Last week, yet another ransomware attack hit a software vendor Kaseya, compromising numerous IT companies and over 1,000 companies that are their clients. Hackers asked for a bitcoin payment worth $70 million to give Kaseya a decryption tool to fix the damage.
After JBS Foods and Colonial Pipeline, Kaseya seems to be a part of the string of attacks that target significant players of their respective industries. These have opened the issue of cyber safety and the risks such attacks could pose for both digital and physical infrastructure, attracting the attention of US officials and corporate leaders.
Kaseya provides software that is a kind of the digital backbone of their clients and third-party providers that are mostly small or medium-sized companies. The company’s official statement claims that the first attack was registered on Friday afternoon in VSA — a remote management software.

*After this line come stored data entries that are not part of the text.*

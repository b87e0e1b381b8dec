//! Settings file: one TOML document, every key optional.
//!
//! ```toml
//! [scene]
//! stagger = 0.2
//!
//! [scene.gesture]
//! pinch = 0.04
//!
//! [window]
//! width = 1280
//!
//! [soundtrack]
//! lyrics = "lyric.lrc"
//! ```

use std::fs;
use std::path::{Path, PathBuf};
use std::time::Duration;

use serde::Deserialize;
use thiserror::Error;
use tracing::info;
use tree_morph::{ConfigError, MorphConfig};

use crate::camera::{CameraError, CameraSettings};
use crate::soundtrack::SoundtrackSettings;

#[derive(Debug, Error)]
pub enum SettingsError {
    #[error("cannot read {}: {source}", path.display())]
    Io {
        path: PathBuf,
        #[source]
        source: std::io::Error,
    },

    #[error("cannot parse {}: {source}", path.display())]
    Parse {
        path: PathBuf,
        #[source]
        source: toml::de::Error,
    },

    #[error("invalid scene settings: {0}")]
    Scene(#[from] ConfigError),

    #[error("invalid camera settings: {0}")]
    Camera(#[from] CameraError),

    #[error("window must be at least {min}x{min} pixels (got {width}x{height})")]
    WindowTooSmall { width: usize, height: usize, min: usize },
}

#[derive(Debug, Clone, PartialEq, Deserialize)]
#[serde(default)]
pub struct WindowSettings {
    pub title: String,
    pub width: usize,
    pub height: usize,
    pub fps: u32,
}

impl Default for WindowSettings {
    fn default() -> Self {
        WindowSettings {
            title: "Holiday Tree".to_string(),
            width: 1024,
            height: 720,
            fps: 60,
        }
    }
}

impl WindowSettings {
    pub const MIN_SIDE: usize = 160;

    pub fn frame_interval(&self) -> Duration {
        Duration::from_secs_f32(1.0 / self.fps.max(1) as f32)
    }
}

#[derive(Debug, Clone, PartialEq, Deserialize)]
#[serde(default)]
pub struct VisionSettings {
    /// Poll period of the simulator and replay sources.
    pub frame_interval_ms: u64,
}

impl Default for VisionSettings {
    fn default() -> Self {
        VisionSettings { frame_interval_ms: 33 }
    }
}

impl VisionSettings {
    pub fn frame_interval(&self) -> Duration {
        Duration::from_millis(self.frame_interval_ms)
    }
}

#[derive(Debug, Clone, PartialEq, Default, Deserialize)]
#[serde(default)]
pub struct AppSettings {
    pub scene: MorphConfig,
    pub window: WindowSettings,
    pub camera: CameraSettings,
    pub soundtrack: SoundtrackSettings,
    pub vision: VisionSettings,
}

impl AppSettings {
    pub fn validate(&self) -> Result<(), SettingsError> {
        self.scene.validate()?;
        self.camera.validate()?;
        let (width, height) = (self.window.width, self.window.height);
        let min = WindowSettings::MIN_SIDE;
        if width < min || height < min {
            return Err(SettingsError::WindowTooSmall { width, height, min });
        }
        Ok(())
    }

    pub fn from_toml(text: &str, path: &Path) -> Result<Self, SettingsError> {
        let mut settings: AppSettings = toml::from_str(text).map_err(|source| {
            SettingsError::Parse { path: path.to_path_buf(), source }
        })?;
        // Relative lyric paths are taken from the settings file's directory.
        if let (Some(lyrics), Some(dir)) = (settings.soundtrack.lyrics.as_mut(), path.parent()) {
            if lyrics.is_relative() {
                let joined = dir.join(&*lyrics);
                *lyrics = joined;
            }
        }
        settings.validate()?;
        Ok(settings)
    }
}

/// Load `path`, or the defaults when no file is given.
pub fn load(path: Option<&Path>) -> Result<AppSettings, SettingsError> {
    let Some(path) = path else {
        info!("no settings file, using defaults");
        return Ok(AppSettings::default());
    };
    let text = fs::read_to_string(path).map_err(|source| SettingsError::Io {
        path: path.to_path_buf(),
        source,
    })?;
    let settings = AppSettings::from_toml(&text, path)?;
    info!(path = %path.display(), "settings loaded");
    Ok(settings)
}

// ════════════════════════════════════════════════════════════════════════════
// Tests
// ════════════════════════════════════════════════════════════════════════════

Despite the fact Kaseya shut the software access to stop the attack, over 12 IT companies were knocked out completely during the weekend. On Tuesday, the number escalated to 50 companies that were directly compromised, meaning around 1,500 clients worldwide were affected.
It is confirmed that the attack was conducted by REvil. This hacking group, a hacking group that appeared in 2019 and became a sort of leader in the rising field of ‘’ransomware-as-a-service.’’ While they are believed to operate out of Russia or Eastern Europe, they don’t carry out all the attacks on their own.
The group provides tools for other groups to perform these attacks, targeting JBS Foods, Acer, and Quanta Computer in the previous month. Following these, the White House urged all companies to report all safety breaches to the Internet Crime Complaint Center.